• You've chosen a novel schema and message grammar. Did you consider XML for the schema? We think our grammar is more human friendly. We plan to add an XML schema format and conversion tools from the Blink grammar to and from XML, as a bridge to other XML sources. It makes sense to use other repository formats as a source for schemas, as the Blink schema grammar is not suited for a large amount of ancillary information such as structured documentation.
  • How does Blink compare to say ASN.1 or Google Protocol Buffers? There is a blog entry comparing Blink to Google Protocol Buffers. It is on our todo list to make comparisons to other protocols. We also welcome independent review.
  • Why isn't Blink built on top of ASN.1? Blink is designed to be simple and self sufficient. It should be straightforward to map Blink messages onto ASN.1 PER and get characteristics similar to the Blink Compact and Native formats.
  • Why does the core specification include a wire format? The beta1 release of the core specification included a continuation-bit encoded variable-length format. The beta2 release switched the encoding to use a more processing efficient variable-length format that is called Compact while introducing a second binary format called Native. The idea is to let Blink be wire-format independent but to cover as many needs as possible with as few formats as possible, to avoid fragmentated use. We have so far included the compact format in the core specification to make the text concise and hopefully easier to understand in a single reading session.

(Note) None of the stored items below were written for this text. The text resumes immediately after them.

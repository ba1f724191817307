//! Frame objects: the introspection handle of an interpreter frame.
//!
//! A frame object is created on demand, the first time anything outside the
//! interpreter asks for a frame (tracebacks, debuggers, `sys._getframe`).
//! While the call is running the frame object only points at the frame;
//! if the frame object outlives the call, it takes ownership of the frame's
//! storage so the frame stays inspectable after return.
//!
//! ```text
//!   data stack                    heap
//! ┌──────────────┐          ┌──────────────┐
//! │ frame #3     │◄─Stack───│ FrameObject  │   while running
//! │  frame_obj ──┼─────────►│              │
//! └──────────────┘          └──────────────┘
//!
//!                           ┌──────────────┐       ┌──────────────────┐
//!        after return       │ FrameObject  │─Owned►│ InterpreterFrame │
//!                           │  back ───────┼──►    └──────────────────┘
//!                           └──────────────┘   caller's frame object
//! ```
//!
//! The mutable part of a frame object lives in a pooled [`FacadeShell`] so
//! that shells can be recycled through the interpreter's [`FacadePool`].
//!
//! [`FacadePool`]: crate::facade_pool::FacadePool

use crate::data_stack::alloc_heap_slots;
use crate::error::{JumpError, RuntimeError, VmResult};
use crate::frame::{FrameCore, FrameId, FrameMut, FrameState, InterpreterFrame, Released};
use crate::interpreter::InterpreterInner;
use crate::stack_analysis::plan_jump;
use crate::thread::{ThreadInner, ThreadState};
use kestrel_bytecode::{CodeObject, CodeUnit};
use kestrel_core::{DictObject, Object, Trace, Tracer, Value, address_of};
use std::any::Any;
use std::cell::{Ref, RefCell, RefMut};
use std::fmt;
use std::rc::{Rc, Weak};

// =============================================================================
// Shell
// =============================================================================

/// How a frame object reaches its frame.
#[derive(Clone, Default)]
pub(crate) enum FrameLink {
    /// No frame. Only pooled shells are detached.
    #[default]
    Detached,
    /// A frame linked on a thread's chain.
    Stack {
        thread: Weak<ThreadInner>,
        id: FrameId,
    },
    /// A heap frame owned by someone else, usually a generator.
    Borrowed(Weak<RefCell<InterpreterFrame>>),
    /// A heap frame owned by this frame object.
    Owned(Rc<RefCell<InterpreterFrame>>),
}

/// Mutable state of a frame object.
pub(crate) struct FacadeShell {
    pub(crate) link: FrameLink,
    pub(crate) back: Option<Rc<FrameObject>>,
    pub(crate) trace: Option<Value>,
    /// Line override set by tracing; 0 means none.
    pub(crate) lineno: u32,
    pub(crate) trace_lines: bool,
    pub(crate) trace_opcodes: bool,
    pub(crate) thread: Weak<ThreadInner>,
}

type ShellContents = (FrameLink, Option<Rc<FrameObject>>, Option<Value>);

  • Why two binary formats? To cover the spectrum of different requirements on coding efficiency (size) versus processing overhead (speed) that we see. Within a machine and within a data center, the overhead in processing the compact format in software can become the messaging performance bottleneck. The native format has a significantly different size vs software speed profile to make it a distinctly better format for some workflows.
  • Why have you put in non-core types into the type system? One idea would be to layer the type system and make the derived types (date, boolean, enumeration, decimal, etc) best practice or default interpretations of those constructs. We have chosen a pragmatic approach based on empirical experience when selecting the additional types. Enumerations are very common in many protocols. The time, date, and decimal types are abundant in financial protocols and important to represent efficiently. Leaving these types out would add clutter and layering to user schemas. This is obviously an act of balance, but in the aim to make Blink complete and fit for purpose we believe the types we have put in are necessary. We have had feedback saying the type system should maybe be expanded further to include a bitmap or multi-value enumeration.

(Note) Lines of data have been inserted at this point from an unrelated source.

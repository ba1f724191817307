//! Heap objects that are not built into [`Value`](crate::Value).

use crate::mapping::Mapping;
use crate::trace::Trace;
use std::any::Any;
use std::rc::Rc;

/// A traceable heap object with a runtime type name.
pub trait Object: Trace + Any {
    /// Runtime type name, as shown in reprs and errors.
    fn type_name(&self) -> &'static str;

    /// Borrow as `Any` for downcasting.
    fn as_any(&self) -> &dyn Any;

    /// Convert a shared handle into `Rc<dyn Any>` for typed downcasting.
    fn into_any_rc(self: Rc<Self>) -> Rc<dyn Any>;

    /// The mapping view of this object, if it supports the protocol.
    fn as_mapping(&self) -> Option<&dyn Mapping> {
        None
    }
}
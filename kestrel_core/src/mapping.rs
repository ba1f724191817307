//! The mapping protocol.
//!
//! Frame locals may be any object that supports keyed get, set and delete.
//! A missing key is reported as a `KeyError`; any other error is the
//! mapping's own failure and is propagated by callers that care.

use crate::error::CoreResult;
use crate::value::Value;

/// Keyed access by name.
pub trait Mapping {
    /// Look up `key`. Missing keys yield `KeyError`.
    fn get_item(&self, key: &str) -> CoreResult<Value>;

    /// Store `value` under `key`.
    fn set_item(&self, key: &str, value: Value) -> CoreResult<()>;

    /// Remove `key`. Missing keys yield `KeyError`.
    fn del_item(&self, key: &str) -> CoreResult<()>;
}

  • How is Blink benchmarked? So far, we do some of the low level, micro benchmarking using a static C implementation. The C implementation is used as a performance reference point for a rich implementation that is part of Ordo. The rich implementation is dynamic, allowing build time code generation for schemas known at build time, and reflection access to messages that are defined on the fly. This implementation makes us able to say that a feature rich codec working in a feature rich environment does not have to be bloated and slow. We use this implementation to build real applications and do benchmarking of real workflows as we think there is limited value in studying the performance of a codec running on its own.